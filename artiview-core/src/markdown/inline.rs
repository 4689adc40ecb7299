use std::sync::LazyLock;

use regex::Regex;

fn rule(pattern: &str) -> Regex {
    Regex::new(pattern).expect("valid inline markdown regex")
}

static STRIKE_RE: LazyLock<Regex> = LazyLock::new(|| rule(r"~~(.+?)~~"));
static HIGHLIGHT_RE: LazyLock<Regex> = LazyLock::new(|| rule(r"==(.+?)=="));
static CODE_RE: LazyLock<Regex> = LazyLock::new(|| rule(r"`([^`\n]+)`"));
static BOLD_STAR_RE: LazyLock<Regex> = LazyLock::new(|| rule(r"\*\*(.+?)\*\*"));
static BOLD_UNDERSCORE_RE: LazyLock<Regex> = LazyLock::new(|| rule(r"__(.+?)__"));
static ITALIC_STAR_RE: LazyLock<Regex> = LazyLock::new(|| rule(r"\*(.+?)\*"));
static ITALIC_UNDERSCORE_RE: LazyLock<Regex> = LazyLock::new(|| rule(r"_([^_\n]+)_"));

static IMAGE_RE: LazyLock<Regex> = LazyLock::new(|| rule(r"!\[([^\]\n]*)\]\(([^)\n]+)\)"));
static LINK_RE: LazyLock<Regex> = LazyLock::new(|| rule(r"\[([^\]\n]+)\]\(([^)\n]+)\)"));

/// Inline formatting shared by table cells and body text.
///
/// Order matters: strikethrough, highlight, inline code, bold, italic.
/// Emphasis rules are non-greedy per line and will pair unrelated `*` / `_`
/// markers on the same line.
pub fn format_inline(text: &str) -> String {
    let text = STRIKE_RE.replace_all(text, "<del>${1}</del>");
    let text = HIGHLIGHT_RE.replace_all(&text, "<mark>${1}</mark>");
    let text = CODE_RE.replace_all(&text, "<code>${1}</code>");
    let text = BOLD_STAR_RE.replace_all(&text, "<strong>${1}</strong>");
    let text = BOLD_UNDERSCORE_RE.replace_all(&text, "<strong>${1}</strong>");
    let text = ITALIC_STAR_RE.replace_all(&text, "<em>${1}</em>");
    ITALIC_UNDERSCORE_RE
        .replace_all(&text, "<em>${1}</em>")
        .into_owned()
}

/// `![alt](src)` to `<img>`
pub fn images(text: &str) -> String {
    IMAGE_RE
        .replace_all(text, r#"<img src="${2}" alt="${1}" loading="lazy">"#)
        .into_owned()
}

/// `[text](href)` to an anchor that opens in a new browsing context
pub fn links(text: &str) -> String {
    LINK_RE
        .replace_all(text, r#"<a href="${2}" target="_blank" rel="noopener">${1}</a>"#)
        .into_owned()
}

#[cfg(test)]
mod tests {
    use super::*;

    #[test]
    fn test_bold_and_italic() {
        assert_eq!(format_inline("**x**"), "<strong>x</strong>");
        assert_eq!(format_inline("__x__"), "<strong>x</strong>");
        assert_eq!(format_inline("*x*"), "<em>x</em>");
        assert_eq!(format_inline("_x_"), "<em>x</em>");
        assert_eq!(
            format_inline("**bold** and *it*"),
            "<strong>bold</strong> and <em>it</em>"
        );
    }

    #[test]
    fn test_strike_highlight_code() {
        assert_eq!(format_inline("~~gone~~"), "<del>gone</del>");
        assert_eq!(format_inline("==hot=="), "<mark>hot</mark>");
        assert_eq!(format_inline("run `cargo`"), "run <code>cargo</code>");
    }

    #[test]
    fn test_emphasis_does_not_cross_lines() {
        assert_eq!(format_inline("a_b\nc_d"), "a_b\nc_d");
        assert_eq!(format_inline("*a\nb*"), "*a\nb*");
    }

    #[test]
    fn test_emphasis_pairs_unrelated_markers_on_one_line() {
        // accepted limitation of the dialect
        assert_eq!(
            format_inline("snake_case and other_name"),
            "snake<em>case and other</em>name"
        );
    }

    #[test]
    fn test_images_and_links() {
        assert_eq!(
            images("![logo](img/logo.png)"),
            r#"<img src="img/logo.png" alt="logo" loading="lazy">"#
        );
        assert_eq!(
            links("see [docs](https://example.com)"),
            r#"see <a href="https://example.com" target="_blank" rel="noopener">docs</a>"#
        );
    }

    #[test]
    fn test_image_with_empty_alt() {
        assert_eq!(
            images("![](a.png)"),
            r#"<img src="a.png" alt="" loading="lazy">"#
        );
    }
}
mod apps;
mod commands;
#[cfg(test)]
mod fake;
mod health;
mod launcher;
mod scanner;
mod server;

use std::path::{Path, PathBuf};
use std::sync::Arc;

use clap::{Parser, Subcommand};
use serde_json::json;
use tracing::info;
use tracing_subscriber::EnvFilter;

use artiview_core::config::{CONFIG_NAMES, ViewerConfig, find_workspace_root};
use artiview_core::{frontmatter, markdown};

use apps::{AppsManager, StopReport};
use health::HttpProber;
use launcher::ShellLauncher;
use scanner::SystemScanner;
use server::ServerState;

#[derive(Parser)]
#[command(name = "artiview")]
#[command(about = "Browse workspace artifacts and manage local web apps", long_about = None)]
struct Cli {
    /// Workspace root (default: nearest ancestor with an Artifacts/ directory)
    #[arg(short, long, global = true)]
    workspace: Option<PathBuf>,

    #[command(subcommand)]
    command: Commands,
}

#[derive(Subcommand)]
enum Commands {
    /// Serve the workspace on a loopback port
    Serve,
    /// Render a Markdown file to HTML on stdout
    Render {
        file: PathBuf,
        /// Emit only the rendered body, without the page wrapper
        #[arg(long)]
        body_only: bool,
    },
    /// Print a document's frontmatter as JSON
    Frontmatter { file: PathBuf },
    /// List configured apps and whether they are running
    Apps,
    Start { id: String },
    Stop { id: String },
    /// List listening TCP ports
    Ports,
    /// Find unconfigured local web apps
    Discover,
    /// Add a discovered app to the config
    Adopt {
        port: u16,
        #[arg(short, long)]
        name: Option<String>,
    },
    Doctor,
    Init {
        #[arg(short, long)]
        yes: bool,
    },
}

/// Resolved workspace and configuration for a command
struct Context {
    workspace_root: PathBuf,
    config_path: Option<PathBuf>,
    config: ViewerConfig,
}

impl Context {
    fn load(workspace: Option<PathBuf>) -> Result<Self, String> {
        let cwd = std::env::current_dir()
            .map_err(|e| format!("Failed to get current directory: {}", e))?;
        let start = workspace.clone().unwrap_or_else(|| cwd.clone());

        let (config_path, config) = ViewerConfig::discover_or_default(&start)
            .map_err(|e| format!("Failed to load config: {}", e))?;

        // explicit flag, then an Artifacts/ ancestor, then the config's directory
        let workspace_root = workspace
            .or_else(|| find_workspace_root(&cwd))
            .or_else(|| config_path.as_deref().and_then(Path::parent).map(Path::to_path_buf))
            .unwrap_or(cwd);

        Ok(Self {
            workspace_root,
            config_path,
            config,
        })
    }

    fn manager(&self) -> AppsManager {
        AppsManager::new(
            &self.config,
            self.workspace_root.clone(),
            SystemScanner::detect(),
            Arc::new(HttpProber::new()),
            Arc::new(ShellLauncher),
        )
    }
}

#[tokio::main]
async fn main() {
    let cli = Cli::parse();

    // logs go to stderr so `render` and `frontmatter` output stays clean
    tracing_subscriber::fmt()
        .with_env_filter(EnvFilter::try_from_default_env().unwrap_or_else(|_| EnvFilter::new("info")))
        .with_target(false)
        .with_writer(std::io::stderr)
        .init();

    if let Err(e) = run(cli).await {
        eprintln!("Error: {}", e);
        std::process::exit(1);
    }
}

async fn run(cli: Cli) -> Result<(), String> {
    match cli.command {
        Commands::Render { file, body_only } => render(&file, body_only),
        Commands::Frontmatter { file } => print_frontmatter(&file),
        Commands::Init { yes } => {
            let dir = match cli.workspace {
                Some(dir) => dir,
                None => std::env::current_dir()
                    .map_err(|e| format!("Failed to get current directory: {}", e))?,
            };
            commands::run_init(&dir, yes).map(|_| ())
        }
        Commands::Doctor => {
            let ctx = Context::load(cli.workspace)?;
            commands::run_doctor(&ctx.workspace_root).await
        }
        Commands::Serve => serve(Context::load(cli.workspace)?).await,
        Commands::Apps => list_apps(&Context::load(cli.workspace)?).await,
        Commands::Start { id } => start_app(&Context::load(cli.workspace)?, &id).await,
        Commands::Stop { id } => stop_app(&Context::load(cli.workspace)?, &id).await,
        Commands::Ports => list_ports(&Context::load(cli.workspace)?).await,
        Commands::Discover => discover(&Context::load(cli.workspace)?).await,
        Commands::Adopt { port, name } => adopt(Context::load(cli.workspace)?, port, name).await,
    }
}

fn read_document(file: &Path) -> Result<String, String> {
    std::fs::read_to_string(file).map_err(|e| format!("Failed to read {}: {}", file.display(), e))
}

fn render(file: &Path, body_only: bool) -> Result<(), String> {
    let content = read_document(file)?;
    if body_only {
        let extracted = frontmatter::extract(&content);
        println!("{}", markdown::render(&extracted.content));
    } else {
        let title = markdown::title_from_file_name(file);
        print!("{}", markdown::render_document(&content, &title));
    }
    Ok(())
}

fn print_frontmatter(file: &Path) -> Result<(), String> {
    let extracted = frontmatter::extract(&read_document(file)?);
    let out = json!({
        "metadata": extracted.metadata,
        "content": extracted.content,
    });
    let pretty = serde_json::to_string_pretty(&out).map_err(|e| e.to_string())?;
    println!("{}", pretty);
    Ok(())
}

async fn serve(ctx: Context) -> Result<(), String> {
    let config = &ctx.config;
    let first = config.server_port(&ctx.workspace_root);
    let listener = server::bind(first, config.server.bind_attempts)
        .await
        .map_err(|e| e.to_string())?;
    let port = listener
        .local_addr()
        .map_err(|e| e.to_string())?
        .port();

    let apps = config.apps.enabled.then(|| Arc::new(ctx.manager()));
    if let Some(path) = &ctx.config_path {
        info!("config: {}", path.display());
    }

    let state = Arc::new(ServerState::new(
        config,
        ctx.workspace_root.clone(),
        port,
        apps,
    ));
    server::serve(listener, state)
        .await
        .map_err(|e| e.to_string())
}

async fn list_apps(ctx: &Context) -> Result<(), String> {
    let status = ctx.manager().status().await;
    if status.is_empty() {
        println!("No apps configured");
        return Ok(());
    }
    for app in status {
        let state = match (app.running, app.pid) {
            (true, Some(pid)) => format!("running (pid {})", pid),
            (true, None) => "running".to_string(),
            (false, _) => "stopped".to_string(),
        };
        println!(
            "{:<16} {:<24} :{:<6} {}",
            app.config.id, app.config.name, app.config.port, state
        );
    }
    Ok(())
}

async fn start_app(ctx: &Context, id: &str) -> Result<(), String> {
    let report = ctx.manager().start(id).await.map_err(|e| e.to_string())?;
    let pid = report
        .pid
        .map(|pid| format!(" (pid {})", pid))
        .unwrap_or_default();
    if report.healthy {
        println!("Started {}{}", id, pid);
    } else {
        println!("Started {}{}, health check timed out", id, pid);
    }
    Ok(())
}

async fn stop_app(ctx: &Context, id: &str) -> Result<(), String> {
    match ctx.manager().stop(id).await.map_err(|e| e.to_string())? {
        StopReport::StopCommand => println!("Stopped {} with its stop command", id),
        StopReport::Killed(pids) => {
            let pids: Vec<String> = pids.iter().map(u32::to_string).collect();
            println!("Stopped {} (killed {})", id, pids.join(", "));
        }
        StopReport::NotRunning => println!("{} was not running", id),
    }
    Ok(())
}

async fn list_ports(ctx: &Context) -> Result<(), String> {
    let manager = ctx.manager();
    let ports = manager.ports().await;
    if ports.is_empty() {
        println!("No listening ports found ({})", manager.scanner().name());
        return Ok(());
    }
    for entry in ports {
        println!("{:<6} {:<8} {}", entry.port, entry.pid, entry.process);
    }
    Ok(())
}

async fn discover(ctx: &Context) -> Result<(), String> {
    let found = ctx.manager().discover().await;
    if found.is_empty() {
        println!("No unconfigured web apps found");
        return Ok(());
    }
    for app in found {
        let marker = if app.is_aimax_viewer { " [viewer]" } else { "" };
        println!(
            ":{:<6} {:<10} {}{}",
            app.port,
            app.process,
            app.display_name(),
            marker
        );
    }
    Ok(())
}

async fn adopt(mut ctx: Context, port: u16, name: Option<String>) -> Result<(), String> {
    let discovered = ctx
        .manager()
        .discover()
        .await
        .into_iter()
        .find(|app| app.port == port)
        .ok_or_else(|| format!("No unconfigured web app is listening on port {}", port))?;

    let name = name.unwrap_or_else(|| discovered.display_name());
    let id = ctx
        .config
        .adopt(&discovered, &name)
        .map_err(|e| e.to_string())?
        .id
        .clone();

    let path = ctx
        .config_path
        .clone()
        .unwrap_or_else(|| ctx.workspace_root.join(CONFIG_NAMES[0]));
    ctx.config.save(&path).map_err(|e| e.to_string())?;

    println!("Added {} ({}) to {}", id, name, path.display());
    Ok(())
}
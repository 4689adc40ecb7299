//! `artiview init` - writes a starter artiview.yaml

use std::fs;
use std::path::{Path, PathBuf};

use artiview_core::config::{ARTIFACTS_DIR, CONFIG_NAMES, DEFAULT_PORT};

fn starter_yaml() -> String {
    format!(
        r#"# artiview configuration
# workspace: my-project          # display name, defaults to the directory name

server:
  port: {DEFAULT_PORT}                     # {DEFAULT_PORT} picks a per-workspace port
  home_page: {ARTIFACTS_DIR}/index.html

folders:
  - label: {ARTIFACTS_DIR}
    path: {ARTIFACTS_DIR}

apps:
  enabled: true
  list: []
  # list:
  #   - id: web
  #     name: Web
  #     port: 5173
  #     startCmd: npm run dev
  #     cwd: web
  #     healthUrl: http://127.0.0.1:5173/

recents:
  limit: 24
"#
    )
}

/// Write the starter config into `dir` and make sure the artifacts folder exists.
pub fn run_init(dir: &Path, yes: bool) -> Result<PathBuf, String> {
    for name in &CONFIG_NAMES {
        let path = dir.join(name);
        if path.exists() {
            if !yes {
                return Err(format!(
                    "Config file {} already exists. Use --yes to overwrite.",
                    path.display()
                ));
            }
            println!("Overwriting existing config: {}", path.display());
        }
    }

    let output_path = dir.join(CONFIG_NAMES[0]);
    fs::write(&output_path, starter_yaml())
        .map_err(|e| format!("Failed to write config: {}", e))?;

    let artifacts = dir.join(ARTIFACTS_DIR);
    if !artifacts.is_dir() {
        fs::create_dir_all(&artifacts)
            .map_err(|e| format!("Failed to create {}: {}", artifacts.display(), e))?;
        println!("Created: {}", artifacts.display());
    }

    println!("Created: {}\n", output_path.display());
    println!("Next steps:");
    println!("  1. Add apps under `apps.list`, or run `artiview discover`");
    println!("  2. Run `artiview serve`");

    Ok(output_path)
}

Aim of the exercise
Please reproduce the lines from the line with "for a command" to the line with "let cwd = std::env::current_dir()", both ends included, exactly as they appear above.

Answer below
/// Resolved workspace and configuration for a command
struct Context {
    workspace_root: PathBuf,
    config_path: Option<PathBuf>,
    config: ViewerConfig,
}

impl Context {
    fn load(workspace: Option<PathBuf>) -> Result<Self, String> {
        let cwd = std::env::current_dir()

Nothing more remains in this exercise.